The British Army introduced the first factory-built white phosphorus grenades in late 1916 during the First World War. During the war, white phosphorus mortar bombs, shells, rockets, and grenades were used extensively by American, Commonwealth, and, to a lesser extent, Japanese forces, in both smoke-generating and antipersonnel roles. The Royal Air Force based in Iraq also used white phosphorus bombs in Anbar Province during the Iraqi revolt of 1920.

Among the many social groups protesting the war and conscription at the time, at least one, the Industrial Workers of the World in Australia, used Fenian fire.

In the interwar years, the US Army trained using white phosphorus, by artillery shell and air bombardment.
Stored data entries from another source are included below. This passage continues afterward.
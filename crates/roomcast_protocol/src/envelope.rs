#![forbid(unsafe_code)]

use chrono::{DateTime, SecondsFormat, Utc};
use roomcast_domain::{Message, MessageId, Room, RoomId, UserProfile};
use serde::{Deserialize, Serialize};
use thiserror::Error;

/// Errors raised while decoding inbound or encoding outbound frames.
#[derive(Debug, Error)]
pub enum EnvelopeError {
	#[error("frame exceeds maximum size: len={len} max={max}")]
	FrameTooLarge { len: usize, max: usize },

	#[error("invalid envelope: {0}")]
	Json(#[from] serde_json::Error),
}

/// Inbound client action, dispatched by the `type` tag.
///
/// The set is closed: an unknown tag is a recoverable decode error, never a
/// silent no-op.
#[derive(Debug, Clone, PartialEq, Deserialize)]
#[serde(tag = "type", rename_all = "snake_case")]
pub enum ClientAction {
	/// Create a room and immediately join it under the same `request_id`.
	/// Only valid before the connection has joined a room.
	Create {
		request_id: String,
		#[serde(default)]
		name: Option<String>,
		#[serde(default)]
		is_private: bool,
		#[serde(default)]
		is_group: bool,
	},

	/// Register a correlation-scoped live subscription to a room.
	JoinRoom { request_id: String, pk: RoomId },

	/// Revoke a subscription: the exact `(request_id, room)` pair when a
	/// `request_id` is given, every pair for the room otherwise.
	LeaveRoom {
		pk: RoomId,
		#[serde(default)]
		request_id: Option<String>,
	},

	/// Persist a message into an explicitly named room.
	CreateMessage { pk: RoomId, message: String },

	/// Persist a message into the connection's path room.
	ChatMessage { message: String },

	/// Replay full history, to the requesting connection only.
	GetMessages {
		#[serde(default)]
		pk: Option<RoomId>,
	},
}

/// Outbound server envelope, tagged by `type`.
#[derive(Debug, Clone, PartialEq, Serialize, Deserialize)]
#[serde(tag = "type", rename_all = "snake_case")]
pub enum ServerEvent {
	ChatMessage {
		#[serde(default, skip_serializing_if = "Option::is_none")]
		request_id: Option<String>,
		message: MessageView,
	},

	MessageHistory { messages: Vec<MessageView> },

	Notification {
		#[serde(default, skip_serializing_if = "Option::is_none")]
		request_id: Option<String>,
		#[serde(flatten)]
		body: NotificationBody,
	},

	/// Recoverable per-message error; never closes the connection.
	Error { message: String },
}

/// Payload of a `notification` envelope, tagged by `event`.
#[derive(Debug, Clone, PartialEq, Serialize, Deserialize)]
#[serde(tag = "event", rename_all = "snake_case")]
pub enum NotificationBody {
	RoomCreated { room: RoomView },
	MemberAdded { pk: RoomId, user: UserView },
	MemberRemoved { pk: RoomId, user: UserView },
}

/// Serialized identity: `{ id, email, username }`.
#[derive(Debug, Clone, PartialEq, Serialize, Deserialize)]
pub struct UserView {
	pub id: i64,
	pub email: String,
	pub username: String,
}

impl From<&UserProfile> for UserView {
	fn from(profile: &UserProfile) -> Self {
		Self {
			id: profile.id.as_i64(),
			email: profile.email.clone(),
			username: profile.username.clone(),
		}
	}
}

/// Serialized message. The field set is fixed for client compatibility.
#[derive(Debug, Clone, PartialEq, Serialize, Deserialize)]
pub struct MessageView {
	pub id: i64,
	pub room: i64,
	pub user: UserView,
	pub text: String,
	/// ISO-8601 creation timestamp.
	pub created_at: String,
	/// Human-formatted creation timestamp (`%d-%m-%Y %H:%M:%S`).
	pub created_at_formatted: String,
}

impl From<&Message> for MessageView {
	fn from(msg: &Message) -> Self {
		let created = DateTime::<Utc>::from_timestamp_millis(msg.created_at).unwrap_or(DateTime::UNIX_EPOCH);

		Self {
			id: msg.id.as_i64(),
			room: msg.room.as_i64(),
			user: UserView::from(&msg.author),
			text: msg.text.clone(),
			created_at: created.to_rfc3339_opts(SecondsFormat::Micros, true),
			created_at_formatted: created.format("%d-%m-%Y %H:%M:%S").to_string(),
		}
	}
}

impl MessageView {
	pub fn message_id(&self) -> MessageId {
		MessageId::new(self.id)
	}
}

/// Serialized room. The field set is fixed for client compatibility.
#[derive(Debug, Clone, PartialEq, Serialize, Deserialize)]
pub struct RoomView {
	pub pk: i64,
	pub name: Option<String>,
	pub messages: Vec<MessageView>,
	pub current_users: Vec<UserView>,
	pub last_message: Option<MessageView>,
	pub creator: UserView,
	pub is_private: bool,
	pub is_group: bool,
}

impl RoomView {
	/// Assemble a room view from the room row and its loaded relations.
	/// `messages` must already be in creation order.
	pub fn new(room: &Room, creator: &UserProfile, current_users: &[UserProfile], messages: Vec<MessageView>) -> Self {
		let last_message = messages.last().cloned();

		Self {
			pk: room.id.as_i64(),
			name: room.name.clone(),
			last_message,
			messages,
			current_users: current_users.iter().map(UserView::from).collect(),
			creator: UserView::from(creator),
			is_private: room.is_private,
			is_group: room.is_group,
		}
	}
}

/// Decode an inbound text frame, enforcing the frame-size cap before parsing.
pub fn decode_client_frame(text: &str, max_frame_size: usize) -> Result<ClientAction, EnvelopeError> {
	if text.len() > max_frame_size {
		return Err(EnvelopeError::FrameTooLarge {
			len: text.len(),
			max: max_frame_size,
		});
	}

	Ok(serde_json::from_str(text)?)
}

/// Encode an outbound envelope as a JSON text frame.
pub fn encode_server_frame(event: &ServerEvent) -> Result<String, EnvelopeError> {
	Ok(serde_json::to_string(event)?)
}
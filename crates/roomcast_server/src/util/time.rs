#![forbid(unsafe_code)]

use std::time::{SystemTime, UNIX_EPOCH};

/// Current unix time in milliseconds.
pub fn unix_ms_now() -> i64 {
	SystemTime::now()
		.duration_since(UNIX_EPOCH)
		.unwrap_or_default()
		.as_millis() as i64
}
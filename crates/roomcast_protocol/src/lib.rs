#![forbid(unsafe_code)]

pub mod envelope;

pub use envelope::{
	ClientAction, EnvelopeError, MessageView, NotificationBody, RoomView, ServerEvent, UserView, decode_client_frame,
	encode_server_frame,
};

/// Default maximum inbound frame size in bytes.
pub const DEFAULT_MAX_FRAME_SIZE: usize = 64 * 1024; // 64 KiB

/// Protocol version constants.
pub mod version {
	/// Current protocol major version (v1).
	pub const PROTOCOL_MAJOR: u32 = 1;
	/// Current protocol minor version.
	pub const PROTOCOL_MINOR: u32 = 0;
}
#![forbid(unsafe_code)]

use std::collections::{BTreeMap, BTreeSet, HashMap, HashSet};

use roomcast_domain::Group;

/// Correlation-scoped subscription bookkeeping.
///
/// Tracks, per group, which correlation ids each connection registered, plus
/// a per-connection index so teardown can drop every pair in one call.
/// The dispatch half lives in [`crate::server::router`].
#[derive(Debug, Default)]
pub struct SubscriptionState {
	ids_by_group: HashMap<Group, BTreeMap<u64, BTreeSet<String>>>,

	groups_by_conn: HashMap<u64, HashSet<Group>>,
}

impl SubscriptionState {
	/// Register a `(correlation id, group)` pair for a connection.
	///
	/// Idempotent: re-registering an existing pair changes nothing and
	/// returns false.
	pub fn subscribe(&mut self, conn_id: u64, request_id: &str, group: Group) -> bool {
		let inserted = self
			.ids_by_group
			.entry(group)
			.or_default()
			.entry(conn_id)
			.or_default()
			.insert(request_id.to_string());

		if inserted {
			self.groups_by_conn.entry(conn_id).or_default().insert(group);
		}

		inserted
	}

	/// Remove exactly one `(correlation id, group)` pair. No-op if absent.
	pub fn unsubscribe(&mut self, conn_id: u64, request_id: &str, group: &Group) -> bool {
		let Some(by_conn) = self.ids_by_group.get_mut(group) else {
			return false;
		};
		let Some(ids) = by_conn.get_mut(&conn_id) else {
			return false;
		};

		let removed = ids.remove(request_id);
		if ids.is_empty() {
			by_conn.remove(&conn_id);
			self.forget_group_for_conn(conn_id, group);
		}
		if self
			.ids_by_group
			.get(group)
			.is_some_and(|by_conn| by_conn.is_empty())
		{
			self.ids_by_group.remove(group);
		}

		removed
	}

	/// Remove every correlation id a connection holds for one group.
	/// Returns the number of pairs removed.
	pub fn unsubscribe_group(&mut self, conn_id: u64, group: &Group) -> usize {
		let Some(by_conn) = self.ids_by_group.get_mut(group) else {
			return 0;
		};

		let removed = by_conn.remove(&conn_id).map(|ids| ids.len()).unwrap_or(0);
		if by_conn.is_empty() {
			self.ids_by_group.remove(group);
		}
		if removed > 0 {
			self.forget_group_for_conn(conn_id, group);
		}

		removed
	}

	/// Drop every subscription a connection holds. Returns the groups it
	/// was subscribed to.
	pub fn remove_conn(&mut self, conn_id: u64) -> Vec<Group> {
		let Some(groups) = self.groups_by_conn.remove(&conn_id) else {
			return Vec::new();
		};

		let mut removed = Vec::with_capacity(groups.len());
		for group in groups {
			if let Some(by_conn) = self.ids_by_group.get_mut(&group) {
				by_conn.remove(&conn_id);
				if by_conn.is_empty() {
					self.ids_by_group.remove(&group);
				}
			}
			removed.push(group);
		}

		removed
	}

	/// Correlation ids one connection registered for a group, in stable
	/// order.
	pub fn ids_for(&self, group: &Group, conn_id: u64) -> Vec<String> {
		self.ids_by_group
			.get(group)
			.and_then(|by_conn| by_conn.get(&conn_id))
			.map(|ids| ids.iter().cloned().collect())
			.unwrap_or_default()
	}

	/// Groups a connection currently holds subscriptions for.
	pub fn groups_for_conn(&self, conn_id: u64) -> HashSet<Group> {
		self.groups_by_conn.get(&conn_id).cloned().unwrap_or_default()
	}

	/// Snapshot of `(group -> subscription pair count)`.
	pub fn subscription_counts(&self) -> HashMap<Group, usize> {
		self.ids_by_group
			.iter()
			.map(|(group, by_conn)| (*group, by_conn.values().map(BTreeSet::len).sum()))
			.collect()
	}

	fn forget_group_for_conn(&mut self, conn_id: u64, group: &Group) {
		if let Some(groups) = self.groups_by_conn.get_mut(&conn_id) {
			groups.remove(group);
			if groups.is_empty() {
				self.groups_by_conn.remove(&conn_id);
			}
		}
	}
}
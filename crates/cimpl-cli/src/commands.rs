//! Command implementations

use crate::OutputFormat;
use crate::output::{self, Summary};
use anyhow::{Context, Result};
use cimpl_core::config::ConfigLoader;
use cimpl_core::model::{ModelDocument, Specifications};
use std::path::Path;
use tracing::{debug, info};

/// Load, expand and write one model document
pub fn expand_command(
    model: &Path,
    output_path: Option<&Path>,
    config_path: Option<&Path>,
    format: OutputFormat,
) -> Result<Summary> {
    let start_dir = model.parent().filter(|dir| !dir.as_os_str().is_empty());
    let config = ConfigLoader::load(config_path, start_dir)
        .with_context(|| "Failed to load configuration")?;
    debug!("Using configuration: {:?}", config);

    let document = ModelDocument::from_path(model)?;
    let specifications = Specifications::from_document(document)
        .with_context(|| format!("Invalid model document '{}'", model.display()))?;
    info!(
        "Loaded {} data elements from {}",
        specifications.data_elements.len(),
        model.display()
    );

    let expansion = cimpl_core::expand(&specifications, &config);
    let summary = output::report(expansion.diagnostics.diagnostics(), format)?;

    let expanded = expansion.specifications.to_document();
    match output_path {
        Some(path) => {
            expanded.write_to(path)?;
            info!("Wrote expanded model to {}", path.display());
        }
        None => println!("{}", expanded.to_json_pretty()?),
    }
    Ok(summary)
}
In 1940, when the German invasion of Great Britain seemed imminent, the phosphorus firm of Albright and Wilson suggested that the British government use a material similar to Fenian fire in several expedient incendiary weapons. The only one fielded was the Grenade, No. 76 or Special Incendiary Phosphorus grenade, which consisted of a glass bottle filled with a mixture similar to Fenian fire, plus some latex. It came in two versions, one with a red cap intended to be thrown by hand, and a slightly stronger bottle with a green cap, intended to be launched from the Northover projector, a crude 2.5 in launcher using black powder as a propellant. These were improvised anti-tank weapons, hastily fielded in 1940 when the British were awaiting a potential German invasion after losing the bulk of their modern armaments in the Dunkirk evacuation.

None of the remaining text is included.